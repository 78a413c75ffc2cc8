//! View models assembled from the pure geometry and scoring core.
//!
//! Builders are invoked explicitly by the presentation layer whenever an input
//! changes; nothing here caches or holds state between calls.

mod conversation;
mod financial;
mod reach;
mod schemes;

pub use conversation::{ConversationExchange, ConversationMessage, ConversationTurn, Speaker};
pub use financial::{
    AllocationSlice, AllocationView, AxisLabel, BenchmarkProfile, CapitalAllocation, ChartSeries,
    FinancialDashboard, FinancialDashboardView, LineChartView, SensitivityView, SeriesKind,
    SeriesPoint,
};
pub use reach::{GeoReachView, LegendEntry, NodeMarker};
pub use schemes::{default_focus, FocusChip, SchemeCard, SchemeMatcherView, DEFAULT_READINESS};

use crate::geometry::SliceError;

#[derive(Debug, thiserror::Error)]
pub enum DashboardError {
    #[error("unknown sector index {index} ({available} sectors available)")]
    UnknownSector { index: usize, available: usize },
    #[error("capital allocation cannot be charted: {0}")]
    Allocation(#[from] SliceError),
}

/// Rounds a `[0, 1]` fraction to a whole percent for display.
pub(crate) fn whole_percent(fraction: f64) -> u32 {
    (fraction * 100.0).round().max(0.0) as u32
}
★ ★ ★
**WHAT NEEDS TO BE DONE**.
Nothing but the lines from the top of the records down to the line with "mod financial;" belongs in the answer; repeat them exactly.

**YOUR SOLUTION**.
repository 78a413c75ffc2cc8
//! View models assembled from the pure geometry and scoring core.
//!
//! Builders are invoked explicitly by the presentation layer whenever an input
//! changes; nothing here caches or holds state between calls.

mod conversation;
mod financial;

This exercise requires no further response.